E qui il suo messaggio è chiarissimo. Fiat a parte, che cosa si può fare d'altro?
«Le voglio segnalare un caso che è emblematico, e anche importante. Lei sa che nuovi paesi, quelli dell'Est, stanno entrando in Europa. Sono paesi che hanno bisogno di molte cose, che hanno una gran voglia di vivere, anche se quasi sempre non hanno strutture "capitalistiche" moderne (dalle scuole al management alle tecnologie). Non ci vuole molto a capire che per un paese come l'Italia questo significa che in questi anni si sta aprendo una finestra di opportunità molto importante. In questa area potremmo giocare un ruolo decisivo. Potremmo fare tantissime cose».
E allora?
«E allora non stiamo facendo invece assolutamente niente».
Non è un po' eccessivo? Ci sarà pure qualche azienda che sta aprendo filiali da quelle parti.
«Non mi riferisco a questo. Dico che dovremmo avere, come paese, tutto insieme, un progetto per fare delle cose in queste aree, per segnalarci come loro possibili partner nel decollo economico (cosa che a suo tempo in Italia abbiamo fatto abbastanza bene). Dovremmo riuscire a muovere tutto insieme: la politica, le banche, le imprese, le università, la ricerca (quel poco che abbiamo). Ma, invece, non stiamo facendo proprio niente del genere. In termini ancora più chiari, stiamo buttando via, sprecando, una grande occasione. E il problema è che questa finestra di opportunità non rimarrà aperta in eterno. Si tratta di pochi anni. E quindi, se si vuole cogliere l'opportunità, bisogna intervenire subito. Del resto è così che va tutto il paese».

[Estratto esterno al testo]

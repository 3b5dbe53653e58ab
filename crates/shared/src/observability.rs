//! # トレーシングと Request ID
//!
//! - `LOG_FORMAT`（`json` / `pretty`）と `RUST_LOG` からサブスクライバーを組み立てる
//! - Request ID は UUID v7 で採番し、`x-request-id` ヘッダーで受け渡す
//! - リクエストスパンには `request_id` を入れ、処理中のログすべてに付与する

use std::str::FromStr;

/// Request ID を運ぶ HTTP ヘッダー名
///
/// 受信リクエスト・レスポンス・上流への転送リクエストで共通に使う。
pub const REQUEST_ID_HEADER: &str = "x-request-id";

/// `RUST_LOG` 未設定時のフィルタ
pub const DEFAULT_LOG_FILTER: &str = "info,relaygate=debug";

/// ログ出力形式
#[derive(Debug, Clone, Copy, PartialEq, Eq, Default)]
pub enum LogFormat {
    /// 1 イベント 1 行の JSON（本番向け）
    Json,
    /// 人間向けの整形出力（開発向け）
    #[default]
    Pretty,
}

/// 未知の `LOG_FORMAT`
#[derive(Debug, Clone, PartialEq, Eq)]
pub struct UnknownLogFormat(pub String);

impl std::fmt::Display for UnknownLogFormat {
    fn fmt(&self, f: &mut std::fmt::Formatter<'_>) -> std::fmt::Result {
        write!(f, "unknown LOG_FORMAT={:?}", self.0)
    }
}

impl std::error::Error for UnknownLogFormat {}

impl FromStr for LogFormat {
    type Err = UnknownLogFormat;

    fn from_str(s: &str) -> Result<Self, Self::Err> {
        match s.trim().to_ascii_lowercase().as_str() {
            "json" => Ok(Self::Json),
            "pretty" => Ok(Self::Pretty),
            _ => Err(UnknownLogFormat(s.to_string())),
        }
    }
}

impl LogFormat {
    /// `LOG_FORMAT` を読む
    ///
    /// 不正な値は `Pretty` に倒す。サブスクライバー初期化前なので警告は stderr に出す。
    pub fn from_env() -> Self {
        let Ok(value) = std::env::var("LOG_FORMAT") else {
            return Self::default();
        };
        value.parse().unwrap_or_else(|e: UnknownLogFormat| {
            eprintln!("WARNING: {e}, falling back to pretty");
            Self::default()
        })
    }
}

/// トレーシング初期化設定
#[derive(Debug, Clone, PartialEq, Eq)]
pub struct TracingConfig {
    /// サービス名（起動時の `app` スパンに載せる）
    pub service_name:   String,
    pub log_format:     LogFormat,
    /// `RUST_LOG` が未設定のときのフィルタ
    pub default_filter: String,
}

impl TracingConfig {
    pub fn new(service_name: impl Into<String>, log_format: LogFormat) -> Self {
        Self {
            service_name: service_name.into(),
            log_format,
            default_filter: DEFAULT_LOG_FILTER.to_string(),
        }
    }

    /// `LOG_FORMAT` から設定を作る
    pub fn from_env(service_name: impl Into<String>) -> Self {
        Self::new(service_name, LogFormat::from_env())
    }
}

/// グローバルサブスクライバーを設定する
///
/// JSON ではイベントのフィールドをトップレベルに展開し、現在のスパン
/// （`request_id` を含む）だけを `span` として出力する。
#[cfg(feature = "observability")]
pub fn init_tracing(
    config: &TracingConfig,
) -> Result<(), tracing_subscriber::util::TryInitError> {
    use tracing_subscriber::{EnvFilter, Layer as _, layer::SubscriberExt, util::SubscriberInitExt};

    let filter = EnvFilter::try_from_default_env()
        .unwrap_or_else(|_| EnvFilter::new(&config.default_filter));

    let output = match config.log_format {
        LogFormat::Json => tracing_subscriber::fmt::layer()
            .json()
            .flatten_event(true)
            .with_current_span(true)
            .with_span_list(false)
            .boxed(),
        LogFormat::Pretty => tracing_subscriber::fmt::layer().with_target(false).boxed(),
    };

    tracing_subscriber::registry()
        .with(filter)
        .with(output)
        .try_init()
}

/// UUID v7 の Request ID を採番する `MakeRequestId`
///
/// 時刻順に並ぶため、ログを Request ID で並べるとおおむね受信順になる。
#[cfg(feature = "observability")]
#[derive(Debug, Clone, Copy, Default)]
pub struct MakeRequestUuidV7;

#[cfg(feature = "observability")]
impl tower_http::request_id::MakeRequestId for MakeRequestUuidV7 {
    fn make_request_id<B>(
        &mut self,
        _request: &http::Request<B>,
    ) -> Option<tower_http::request_id::RequestId> {
        http::HeaderValue::from_str(&uuid::Uuid::now_v7().to_string())
            .ok()
            .map(tower_http::request_id::RequestId::new)
    }
}

/// `TraceLayer::make_span_with` 用のリクエストスパン
///
/// パスだけを記録し、クエリ文字列は載せない。
#[cfg(feature = "observability")]
pub fn make_request_span<B>(request: &http::Request<B>) -> tracing::Span {
    let request_id = request
        .headers()
        .get(REQUEST_ID_HEADER)
        .and_then(|v| v.to_str().ok())
        .unwrap_or("-");

    tracing::info_span!(
        "request",
        method = %request.method(),
        path = %request.uri().path(),
        request_id = %request_id,
    )
}
//! # 認証情報
//!
//! 上流 API の呼び出しに使うトークンペアを定義する。
//!
//! ## 含まれる型
//!
//! | 型 | 用途 |
//! |---|------|
//! | [`SubjectId`] | ログインユーザーの識別子（ID プロバイダの会員コード） |
//! | [`CredentialPair`] | アクセストークン + リフレッシュトークンの組 |
//! | [`TokenGrant`] | 上流が発行したトークン（ログイン・リフレッシュの応答） |
//!
//! # セキュリティ
//!
//! いずれの型も Debug 出力ではトークンの値をマスクする。

use derive_more::{Display, From};
use serde::{Deserialize, Serialize};

use crate::DomainError;

/// サブジェクト ID（値オブジェクト）
///
/// ID プロバイダから渡される会員コード。上流 API へのログイン時に使用する。
///
/// # 使用例
///
/// ```rust
/// use relaygate_domain::credential::SubjectId;
///
/// let id = SubjectId::parse(" 40 ").unwrap();
/// assert_eq!(id.as_i64(), 40);
/// assert!(SubjectId::parse("abc").is_err());
/// ```
#[derive(Debug, Clone, Copy, PartialEq, Eq, Hash, Serialize, Deserialize, Display, From)]
#[serde(transparent)]
pub struct SubjectId(i64);

impl SubjectId {
    pub fn new(value: i64) -> Self {
        Self(value)
    }

    /// 文字列からサブジェクト ID をパースする
    ///
    /// 前後の空白は無視する。整数として解釈できない場合は
    /// `DomainError::Validation` を返す。
    pub fn parse(value: &str) -> Result<Self, DomainError> {
        value.trim().parse::<i64>().map(Self).map_err(|_| {
            DomainError::Validation(format!("サブジェクト ID が整数ではありません: {value}"))
        })
    }

    pub fn as_i64(&self) -> i64 {
        self.0
    }
}

/// 認証情報ペア
///
/// 1 つの認証済みセッションに紐づくアクセストークンとリフレッシュトークン。
///
/// # 不変条件
///
/// - アクセストークン・リフレッシュトークンはどちらも空でない
/// - 片方だけのペアは存在しない（[`CredentialPair::from_parts`] は `None` を返す）
/// - 更新は [`CredentialPair::renew`] で両トークンを一度に差し替える
#[derive(Clone, PartialEq, Eq)]
pub struct CredentialPair {
    access_token:  String,
    refresh_token: String,
    subject_id:    Option<SubjectId>,
}

impl std::fmt::Debug for CredentialPair {
    fn fmt(&self, f: &mut std::fmt::Formatter<'_>) -> std::fmt::Result {
        f.debug_struct("CredentialPair")
            .field("access_token", &"[REDACTED]")
            .field("refresh_token", &"[REDACTED]")
            .field("subject_id", &self.subject_id)
            .finish()
    }
}

impl CredentialPair {
    /// 認証情報ペアを作成する
    ///
    /// # エラー
    ///
    /// いずれかのトークンが空文字列の場合は `DomainError::Validation` を返す。
    pub fn new(
        access_token: impl Into<String>,
        refresh_token: impl Into<String>,
        subject_id: Option<SubjectId>,
    ) -> Result<Self, DomainError> {
        let access_token = access_token.into();
        let refresh_token = refresh_token.into();
        if access_token.is_empty() {
            return Err(DomainError::Validation(
                "アクセストークンは必須です".to_string(),
            ));
        }
        if refresh_token.is_empty() {
            return Err(DomainError::Validation(
                "リフレッシュトークンは必須です".to_string(),
            ));
        }
        Ok(Self {
            access_token,
            refresh_token,
            subject_id,
        })
    }

    /// 保存されていた断片から認証情報ペアを復元する
    ///
    /// どちらかのトークンが欠けている、または空の場合は `None`（認証情報なし）。
    pub fn from_parts(
        access_token: Option<&str>,
        refresh_token: Option<&str>,
        subject_id: Option<SubjectId>,
    ) -> Option<Self> {
        Self::new(access_token?, refresh_token?, subject_id).ok()
    }

    /// 上流が発行したトークンから新しいセッションの認証情報を作成する
    ///
    /// ログイン応答はリフレッシュトークンを必ず含む必要がある。
    pub fn issue(grant: TokenGrant, subject_id: Option<SubjectId>) -> Result<Self, DomainError> {
        let refresh_token = grant.refresh_token.ok_or_else(|| {
            DomainError::Validation("ログイン応答にリフレッシュトークンがありません".to_string())
        })?;
        Self::new(grant.access_token, refresh_token, subject_id)
    }

    /// リフレッシュ結果を反映した新しいペアを返す
    ///
    /// 両トークンを同時に差し替える。上流がリフレッシュトークンを
    /// ローテーションしなかった場合のみ、既存のリフレッシュトークンをそのまま残す。
    pub fn renew(&self, grant: TokenGrant) -> Self {
        Self {
            access_token:  grant.access_token,
            refresh_token: grant
                .refresh_token
                .unwrap_or_else(|| self.refresh_token.clone()),
            subject_id:    self.subject_id,
        }
    }

    pub fn access_token(&self) -> &str {
        &self.access_token
    }

    pub fn refresh_token(&self) -> &str {
        &self.refresh_token
    }

    pub fn subject_id(&self) -> Option<SubjectId> {
        self.subject_id
    }
}

/// 上流が発行したトークン
///
/// `POST /auth/login` と `POST /auth/refresh` の応答から取り出した値。
/// リフレッシュトークンは省略されうる（ローテーションなし）。
#[derive(Clone, PartialEq, Eq)]
pub struct TokenGrant {
    access_token:  String,
    refresh_token: Option<String>,
}

impl std::fmt::Debug for TokenGrant {
    fn fmt(&self, f: &mut std::fmt::Formatter<'_>) -> std::fmt::Result {
        f.debug_struct("TokenGrant")
            .field("access_token", &"[REDACTED]")
            .field(
                "refresh_token",
                &self.refresh_token.as_ref().map(|_| "[REDACTED]"),
            )
            .finish()
    }
}

impl TokenGrant {
    /// 発行トークンを作成する
    ///
    /// 空のリフレッシュトークンは「ローテーションなし」として扱う。
    ///
    /// # エラー
    ///
    /// アクセストークンが空の場合は `DomainError::Validation` を返す。
    pub fn new(
        access_token: impl Into<String>,
        refresh_token: Option<String>,
    ) -> Result<Self, DomainError> {
        let access_token = access_token.into();
        if access_token.is_empty() {
            return Err(DomainError::Validation(
                "アクセストークンは必須です".to_string(),
            ));
        }
        Ok(Self {
            access_token,
            refresh_token: refresh_token.filter(|token| !token.is_empty()),
        })
    }

    pub fn access_token(&self) -> &str {
        &self.access_token
    }

    pub fn refresh_token(&self) -> Option<&str> {
        self.refresh_token.as_deref()
    }
}
//! Bondprompt: prompt selection and response recovery for bond trading
//! instructions.
//!
//! Short Chinese trading messages go in; a context-appropriate prompt goes
//! out to a local text generator; whatever comes back is recovered into a
//! typed trade record. Nothing here trusts the generator to emit valid JSON.
//!
//! See `DESIGN.md` for the architecture notes.

#![forbid(unsafe_code)]
#![warn(missing_docs)]

pub mod config;
pub mod logging;
pub mod providers;

pub mod analysis;
pub mod prompts;

pub mod normalize;
pub mod recovery;

pub mod pipeline;
pub mod tools;
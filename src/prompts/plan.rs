//! Analyse, select, and render in one step.

use serde::Serialize;
use tracing::{debug, warn};

use super::catalog::{Category, CONTEXT_PREFIX};
use super::{TemplateError, TemplateRegistry};
use crate::analysis::selector::select;
use crate::analysis::{analyze, Characteristics};

/// The outbound prompt together with the signals that chose it.
#[derive(Debug, Clone, PartialEq, Serialize)]
pub struct PromptPlan {
    /// Selected category.
    pub category: Category,
    /// Signals extracted from the input text.
    pub characteristics: Characteristics,
    /// Rendered prompt to send to the generator.
    pub prompt: String,
    /// Short explanation of the selection.
    pub reasoning: String,
}

/// Select the best category for `text` and render its template.
///
/// # Errors
///
/// Returns [`TemplateError`] if the selected template is missing from the
/// registry or needs a parameter this function does not supply.
pub fn prepare_prompt(
    registry: &TemplateRegistry,
    text: &str,
    context: &str,
) -> Result<PromptPlan, TemplateError> {
    let characteristics = analyze(text);
    let category = select(&characteristics);
    let prompt = render_for(registry, category, text, context)?;
    let reasoning = explain(category, &characteristics);

    debug!(%category, %reasoning, "prompt prepared");

    Ok(PromptPlan {
        category,
        characteristics,
        prompt,
        reasoning,
    })
}

/// Like [`prepare_prompt`], but render `category` instead of the selection.
///
/// The characteristics are still reported; the reasoning records the override
/// when it differs from what selection would have picked.
///
/// # Errors
///
/// Returns [`TemplateError`] if the template is missing or needs other parameters.
pub fn prepare_prompt_as(
    registry: &TemplateRegistry,
    category: Category,
    text: &str,
    context: &str,
) -> Result<PromptPlan, TemplateError> {
    let characteristics = analyze(text);
    let selected = select(&characteristics);
    let prompt = render_for(registry, category, text, context)?;
    let reasoning = if selected == category {
        explain(category, &characteristics)
    } else {
        format!("category '{category}' requested explicitly")
    };

    debug!(%category, %selected, "prompt prepared with explicit category");

    Ok(PromptPlan {
        category,
        characteristics,
        prompt,
        reasoning,
    })
}

/// Render a specific category for `text`.
///
/// Conversational templates receive `text` as the question and `context`
/// (prefixed) as the context block; the rest receive `text` only.
///
/// # Errors
///
/// Returns [`TemplateError`] if the template is missing or needs other parameters.
pub fn render_for(
    registry: &TemplateRegistry,
    category: Category,
    text: &str,
    context: &str,
) -> Result<String, TemplateError> {
    match category {
        Category::Conversational => {
            let context_info = context_block(context);
            registry.render(
                category,
                &[("question", text), ("context_info", context_info.as_str())],
            )
        }
        _ => registry.render(category, &[("text", text)]),
    }
}

/// Resolve a caller-supplied category name, defaulting to single-basic.
pub fn category_or_default(name: &str) -> Category {
    name.parse().unwrap_or_else(|_| {
        warn!(name, "unknown prompt category, using single-basic");
        Category::SingleBasic
    })
}

/// Context block for conversational prompts; empty when there is no context.
pub fn context_block(context: &str) -> String {
    if context.is_empty() {
        String::new()
    } else {
        format!("{CONTEXT_PREFIX}{context}")
    }
}

fn explain(category: Category, c: &Characteristics) -> String {
    let funds: Vec<&str> = c.fund_names.iter().map(String::as_str).collect();
    format!(
        "selected '{category}': asterisk={}, negotiable={}, multiple_funds={}, question={}, \
         fund_count={}, funds={funds:?}, bond_count={}",
        c.has_asterisk,
        c.has_negotiable_keywords,
        c.has_multiple_products,
        c.is_chat_question,
        c.fund_count,
        c.product_count,
    )
}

Non è un po' troppo pessimista?
«No. L'Italia è un paese che dovrebbe decidere, giunti a questo punto, che cosa fare da grande. Ma non lo sta facendo, tira avanti alla giornata. Ogni tanto si fanno i conti e si constata che le grandi aziende sono sempre meno, sem<\n>pre più piccole e che il resto un po' arranca. Ma nessuno prende decisioni».
E che cosa potremmo fare?
«Decidere, ad esempio, di tornare a puntare sull'auto, di puntare sul settore spaziale e sulle telecomunicazioni. Non è vero che qui tutti gli spazi sono già occupati. C'è ancora molto lavoro da fare. Ma occorre uno sforzo coordinato, lucido, tempestivo. Esattamente, però, quello che mi sembra non siamo più in grado di fare».
« Ultima modifica: Aprile 19, 2004, 15:34:16 pm da HansMuller »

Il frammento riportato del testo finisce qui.